Lenny Henry, acteur et écrivain
- James Earl Jones, une figure imposante du cinéma et du théâtre
- Admiration pour ses performances dans des rôles emblématiques
- Influence sur d’autres acteurs, dont Lenny Henry
- Une voix et une présence scénique inoubliables
James Earl Jones était un exemple imposant de réussite dans un rôle, jusqu’à ce qu’il reste figé. La voix de Dark Vador et de Mufasa. Trois fois Othello. Un King Lear iconique. The Great White Hope, Field of Dreams, son rôle incendiaire sur scène dans Fences d’August Wilson. James Earl Jones pouvait le faire, et comment.
Deux fois, ses performances ont été le modèle à atteindre sur scène. Quand j’ai pris le rôle d’Othello en 2009, j’étais très conscient de la responsabilité de jouer ce général noir sombre qui évoluait et jouait dans un monde isolé de privilège blanc. Je voulais bien faire et j’ai consulté autant de versions précédentes que possible.
- Références clés, notamment Laurence Olivier en blackface et Anthony Hopkins
- Influence marquante de James Earl Jones dans le rôle d’Othello
Mais la version principale qui a bouleversé mon monde était celle de James Earl Jones. Oh mon Dieu. Cette voix, cette gravité, cette passion. Son sens du moment pour être silencieux et quand crier vers les cieux. Cela m’a brisé.
Je voulais donner une performance comme celle-là, mais je savais que ce genre de compétences ne tombait pas du ciel. Il fallait les mériter. Mais je sentais que si j’aspirais à être aussi bon que le grand homme, peut-être pourrions-nous y arriver.

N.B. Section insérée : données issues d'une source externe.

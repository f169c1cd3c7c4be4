//! Batch geocoding
//!
//! Every name in a batch is looked up concurrently, up to a fixed number of
//! requests in flight, each bounded by a timeout. A failed lookup is recorded
//! and the batch carries on; the batch finishes once every lookup has
//! resolved one way or the other.

use crate::config::GeocoderConfig;
use crate::coord::Coordinates;
use crate::error::{Error, Result};
use crate::geo::GeoBackend;
use crate::place::PlaceRecord;
use futures::stream::{self, StreamExt};
use std::pin::pin;
use std::time::{Duration, Instant};
use tokio_util::sync::CancellationToken;
use tracing::{info, warn};

/// Concurrency and timeout limits for a batch
#[derive(Debug, Clone, Copy, PartialEq, Eq)]
pub struct BatchOptions {
    /// Maximum lookups in flight
    pub concurrency: usize,
    /// Per-lookup timeout
    pub timeout: Duration,
}

impl BatchOptions {
    pub fn from_config(config: &GeocoderConfig) -> Self {
        Self {
            concurrency: config.concurrency,
            timeout: config.timeout(),
        }
    }
}

impl Default for BatchOptions {
    fn default() -> Self {
        Self::from_config(&GeocoderConfig::default())
    }
}

/// A query the geocoder could not resolve
#[derive(Debug, Clone, PartialEq, Eq)]
pub struct FailedLookup {
    pub query: String,
    pub reason: String,
}

/// Outcome of a geocoding batch
#[derive(Debug, Clone)]
pub struct GeocodeReport {
    /// Resolved places, in input order
    pub places: Vec<PlaceRecord>,
    /// Failed queries, in input order
    pub failed: Vec<FailedLookup>,
    /// Number of lookups attempted
    pub attempted: usize,
    /// Wall-clock time for the batch
    pub elapsed: Duration,
}

impl GeocodeReport {
    /// Raw queries that failed
    pub fn failed_queries(&self) -> Vec<&str> {
        self.failed.iter().map(|f| f.query.as_str()).collect()
    }

    /// A `BatchIncomplete` warning if any lookup failed
    pub fn incomplete(&self) -> Option<Error> {
        if self.failed.is_empty() {
            return None;
        }
        Some(Error::BatchIncomplete {
            expected: self.attempted,
            missing: self.failed.iter().map(|f| f.query.clone()).collect(),
        })
    }
}

/// Geocode every query in `queries`
///
/// The full query is sent to the backend; the resulting record is named by
/// the part before the first comma. Returns `Error::Cancelled` if `cancel`
/// fires before the batch completes.
pub async fn geocode_batch<B: GeoBackend>(
    backend: &B,
    queries: &[String],
    options: &BatchOptions,
    cancel: &CancellationToken,
) -> Result<GeocodeReport> {
    let start = Instant::now();
    let timeout = options.timeout;

    let mut lookups = pin!(stream::iter(queries.iter().enumerate())
        .map(|(index, query)| async move {
            let outcome = match tokio::time::timeout(timeout, backend.geocode(query)).await {
                Ok(Ok(Some(location))) => Ok(Coordinates::new(location.lat, location.lng)),
                Ok(Ok(None)) => Err("no results".to_string()),
                Ok(Err(e)) => Err(e.to_string()),
                Err(_) => Err(format!("timed out after {:?}", timeout)),
            };
            (index, outcome)
        })
        .buffer_unordered(options.concurrency.max(1)));

    let mut resolved: Vec<(usize, PlaceRecord)> = Vec::with_capacity(queries.len());
    let mut failed: Vec<(usize, FailedLookup)> = Vec::new();

    loop {
        let next = tokio::select! {
            biased;
            _ = cancel.cancelled() => return Err(Error::Cancelled),
            next = lookups.next() => next,
        };
        let Some((index, outcome)) = next else {
            break;
        };

        let query = &queries[index];
        match outcome {
            Ok(coords) => {
                let record = PlaceRecord::from_query(query, coords);
                info!("Geocoded: {}. {}", resolved.len() + 1, record.name);
                resolved.push((index, record));
            }
            Err(reason) => {
                let err = Error::GeocodeLookupFailed {
                    name: query.clone(),
                    reason: reason.clone(),
                };
                warn!("{}", err);
                failed.push((
                    index,
                    FailedLookup {
                        query: query.clone(),
                        reason,
                    },
                ));
            }
        }
    }

    resolved.sort_by_key(|(index, _)| *index);
    failed.sort_by_key(|(index, _)| *index);

    Ok(GeocodeReport {
        places: resolved.into_iter().map(|(_, record)| record).collect(),
        failed: failed.into_iter().map(|(_, failure)| failure).collect(),
        attempted: queries.len(),
        elapsed: start.elapsed(),
    })
}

- Inspiration de James Earl Jones pour le rôle de Fences
- Admiration pour sa performance dans le rôle de Troy Maxson
La dernière fois que je l’ai vu, c’était dans une version éblouissante de Cat on a Hot Tin Roof en 2009 à Londres, où il nous a éblouis avec son interprétation de Big Daddy, le patriarche de la famille. Le regarder sur scène, je ressentais une aisance intemporelle et légère en lui. Nous lui faisions confiance en tant que personnage central et savions que nous étions entre de bonnes mains.

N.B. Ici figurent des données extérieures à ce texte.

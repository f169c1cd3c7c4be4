//! Configuration management
//!
//! Loads and saves configuration from XDG-compliant paths.
//! Config location: ~/.config/suburb-nearby/config.toml

pub mod defaults;

use crate::constants::api::GOOGLE_API_KEY_ENV;
use crate::constants::files::{CACHE_FILE, NAMES_FILE, PLACES_FILE};
use crate::error::{Error, Result};
use defaults::*;
use serde::{Deserialize, Serialize};
use std::fs;
use std::path::{Path, PathBuf};
use std::time::Duration;

/// Main configuration structure
#[derive(Debug, Clone, Default, Serialize, Deserialize)]
pub struct Config {
    /// Nearest-neighbour settings
    #[serde(default)]
    pub nearby: NearbyConfig,

    /// Geocoding settings
    #[serde(default)]
    pub geocoder: GeocoderConfig,

    /// Dataset locations
    #[serde(default)]
    pub paths: PathsConfig,

    /// API keys for various services
    #[serde(default)]
    pub api_keys: ApiKeysConfig,
}

/// Nearest-neighbour settings
#[derive(Debug, Clone, Serialize, Deserialize)]
pub struct NearbyConfig {
    /// How many nearby places to keep per place
    #[serde(default = "default_nearby_count")]
    pub count: usize,
}

/// Geocoding settings
#[derive(Debug, Clone, Serialize, Deserialize)]
pub struct GeocoderConfig {
    /// Backend name ("nominatim" or "google")
    #[serde(default = "default_geocoder")]
    pub backend: String,

    /// Maximum requests in flight
    #[serde(default = "default_concurrency")]
    pub concurrency: usize,

    /// Per-request timeout in seconds
    #[serde(default = "default_timeout_secs")]
    pub timeout_secs: u64,
}

/// Dataset file locations
///
/// File names are relative to `data_dir`; the demo prefix is applied on top.
#[derive(Debug, Clone, Serialize, Deserialize)]
pub struct PathsConfig {
    #[serde(default = "default_data_dir")]
    pub data_dir: PathBuf,

    #[serde(default = "default_names_file")]
    pub names_file: String,

    #[serde(default = "default_places_file")]
    pub places_file: String,

    #[serde(default = "default_cache_file")]
    pub cache_file: String,
}

/// API keys for external services
#[derive(Debug, Clone, Serialize, Deserialize, Default)]
pub struct ApiKeysConfig {
    /// Google Maps Geocoding API key
    #[serde(default)]
    pub google: String,
}

// Default value functions for serde
fn default_nearby_count() -> usize {
    DEFAULT_NEARBY_COUNT
}
fn default_geocoder() -> String {
    DEFAULT_GEOCODER.to_string()
}
fn default_concurrency() -> usize {
    DEFAULT_CONCURRENCY
}
fn default_timeout_secs() -> u64 {
    DEFAULT_TIMEOUT_SECS
}
fn default_data_dir() -> PathBuf {
    PathBuf::from(DEFAULT_DATA_DIR)
}
fn default_names_file() -> String {
    NAMES_FILE.to_string()
}
fn default_places_file() -> String {
    PLACES_FILE.to_string()
}
fn default_cache_file() -> String {
    CACHE_FILE.to_string()
}

impl Default for NearbyConfig {
    fn default() -> Self {
        Self {
            count: default_nearby_count(),
        }
    }
}

impl Default for GeocoderConfig {
    fn default() -> Self {
        Self {
            backend: default_geocoder(),
            concurrency: default_concurrency(),
            timeout_secs: default_timeout_secs(),
        }
    }
}

impl Default for PathsConfig {
    fn default() -> Self {
        Self {
            data_dir: default_data_dir(),
            names_file: default_names_file(),
            places_file: default_places_file(),
            cache_file: default_cache_file(),
        }
    }
}

impl GeocoderConfig {
    /// Per-request timeout as a `Duration`
    pub fn timeout(&self) -> Duration {
        Duration::from_secs(self.timeout_secs)
    }
}

impl Config {
    /// Get the config directory path
    pub fn config_dir() -> Result<PathBuf> {
        dirs::config_dir()
            .map(|p| p.join(APP_DIR_NAME))
            .ok_or_else(|| Error::Config("Could not determine config directory".to_string()))
    }

    /// Get the config file path
    pub fn config_path() -> Result<PathBuf> {
        Ok(Self::config_dir()?.join(CONFIG_FILE_NAME))
    }

    /// Load configuration from the default path
    ///
    /// Creates default config if file doesn't exist
    pub fn load() -> Result<Self> {
        Self::load_from(&Self::config_path()?)
    }

    /// Load configuration from a specific path
    pub fn load_from(path: &Path) -> Result<Self> {
        if path.exists() {
            let content = fs::read_to_string(path).map_err(|e| {
                Error::Config(format!("Failed to read config file: {}", e))
            })?;

            toml::from_str(&content).map_err(|e| {
                Error::Config(format!("Failed to parse config file: {}", e))
            })
        } else {
            let config = Config::default();
            config.save_to(path)?;
            Ok(config)
        }
    }

    /// Save configuration to the default path
    pub fn save(&self) -> Result<()> {
        self.save_to(&Self::config_path()?)
    }

    /// Save configuration to a specific path
    pub fn save_to(&self, path: &Path) -> Result<()> {
        if let Some(parent) = path.parent() {
            fs::create_dir_all(parent).map_err(|e| {
                Error::Config(format!("Failed to create config directory: {}", e))
            })?;
        }

        let content = toml::to_string_pretty(self).map_err(|e| {
            Error::Config(format!("Failed to serialize config: {}", e))
        })?;

        fs::write(path, content).map_err(|e| {
            Error::Config(format!("Failed to write config file: {}", e))
        })?;

        Ok(())
    }

    /// Google API key, preferring the environment over the config file
    pub fn google_api_key(&self) -> Option<String> {
        std::env::var(GOOGLE_API_KEY_ENV)
            .ok()
            .filter(|key| !key.is_empty())
            .or_else(|| Some(self.api_keys.google.clone()).filter(|key| !key.is_empty()))
    }

    /// Get a configuration value by key path
    ///
    /// Key format: "section.key"
    /// Returns the value as a string, or None if not found
    pub fn get(&self, key: &str) -> Option<String> {
        let parts: Vec<&str> = key.split('.').collect();

        match parts.as_slice() {
            ["nearby", "count"] => Some(self.nearby.count.to_string()),

            ["geocoder", "backend"] => Some(self.geocoder.backend.clone()),
            ["geocoder", "concurrency"] => Some(self.geocoder.concurrency.to_string()),
            ["geocoder", "timeout_secs"] => Some(self.geocoder.timeout_secs.to_string()),

            ["paths", "data_dir"] => Some(self.paths.data_dir.display().to_string()),
            ["paths", "names_file"] => Some(self.paths.names_file.clone()),
            ["paths", "places_file"] => Some(self.paths.places_file.clone()),
            ["paths", "cache_file"] => Some(self.paths.cache_file.clone()),

            ["api_keys", "google"] => Some(self.api_keys.google.clone()),

            _ => None,
        }
    }

    /// Set a configuration value by key path
    ///
    /// Key format: "section.key"
    /// Returns error if key is invalid or value type is wrong
    pub fn set(&mut self, key: &str, value: &str) -> Result<()> {
        let parts: Vec<&str> = key.split('.').collect();

        match parts.as_slice() {
            ["nearby", "count"] => {
                self.nearby.count = value.parse().map_err(|_| {
                    Error::Config(format!("Invalid count value: {}", value))
                })?;
            }

            ["geocoder", "backend"] => {
                if !crate::geo::available_geocoders().contains(&value) {
                    return Err(Error::Config(format!("Unknown geocoder: {}", value)));
                }
                self.geocoder.backend = value.to_string();
            }
            ["geocoder", "concurrency"] => {
                let concurrency: usize = value.parse().map_err(|_| {
                    Error::Config(format!("Invalid concurrency value: {}", value))
                })?;
                if concurrency == 0 {
                    return Err(Error::Config("Concurrency must be at least 1".to_string()));
                }
                self.geocoder.concurrency = concurrency;
            }
            ["geocoder", "timeout_secs"] => {
                let timeout_secs: u64 = value.parse().map_err(|_| {
                    Error::Config(format!("Invalid timeout value: {}", value))
                })?;
                if timeout_secs == 0 {
                    return Err(Error::Config("Timeout must be at least 1 second".to_string()));
                }
                self.geocoder.timeout_secs = timeout_secs;
            }

            ["paths", "data_dir"] => {
                self.paths.data_dir = PathBuf::from(value);
            }
            ["paths", "names_file"] => {
                self.paths.names_file = value.to_string();
            }
            ["paths", "places_file"] => {
                self.paths.places_file = value.to_string();
            }
            ["paths", "cache_file"] => {
                self.paths.cache_file = value.to_string();
            }

            ["api_keys", "google"] => {
                self.api_keys.google = value.to_string();
            }

            _ => {
                return Err(Error::Config(format!("Unknown config key: {}", key)));
            }
        }

        Ok(())
    }

    /// List all available config keys
    pub fn available_keys() -> Vec<&'static str> {
        vec![
            "nearby.count",
            "geocoder.backend",
            "geocoder.concurrency",
            "geocoder.timeout_secs",
            "paths.data_dir",
            "paths.names_file",
            "paths.places_file",
            "paths.cache_file",
            "api_keys.google",
        ]
    }
}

- Reconnaissance de sa performance dans Cat on a Hot Tin Roof
- Échange mémorable en coulisses avec James Earl Jones
Il sera regretté.
Don Warrington, acteur
- Impression sur Don Warrington de la stature et de la voix de James Earl Jones
- Liberté artistique et succès de James Earl Jones
- Impact du rôle de Darth Vader sur sa carrière
- Capacité à jouer des méchants et à effrayer le public
Ce qui m’a le plus frappé chez James, c’était sa taille. Il était grand physiquement, grand vocalement, grand en tout sens. C’était impressionnant. Je me souviens l’avoir rencontré une fois : une femme que je connais m’avait invité et là il était, assis en train de prendre le thé. Il était charmant, avec une voix si mélodique qu’on aurait pu l’écouter pendant des heures. Je ne me souviens pas vraiment de ce qu’il a dit, juste de la façon dont il parlait. Cette théâtralité était captivante.
- Admiration pour la liberté artistique de James Earl Jones
- Impact du rôle de Dark Vador sur sa carrière
Il signifiait beaucoup pour moi, car il semblait avoir brisé des barrières. Il n’était pas lié à son ethnie, peut-être parce que son père était un acteur. Il semblait donc être une figure théâtrale, plutôt qu’un acteur noir. Cela semblait lui avoir donné une sorte de liberté, que certains autres acteurs noirs n’avaient pas trouvée – non pas à cause de leur faute, mais à cause des circonstances.
- Reconnaissance de la carrière de James Earl Jones
- Comparaison avec les méchants classiques britanniques
Son succès dans Star Wars n’était pas une mauvaise chose. Dark Vador, doublé par James, restera à jamais dans les mémoires. Nous avons tous été effrayés par cette voix – et le sommes toujours, même aujourd’hui. Il était plutôt bon pour jouer les méchants. Je pense qu’il aimait ça. Effrayer les gens semblait lui donner un frisson. Et si c’est quelque chose que vous savez faire, pourquoi pas? Mais je veux dire au théâtre – pas dans la vie!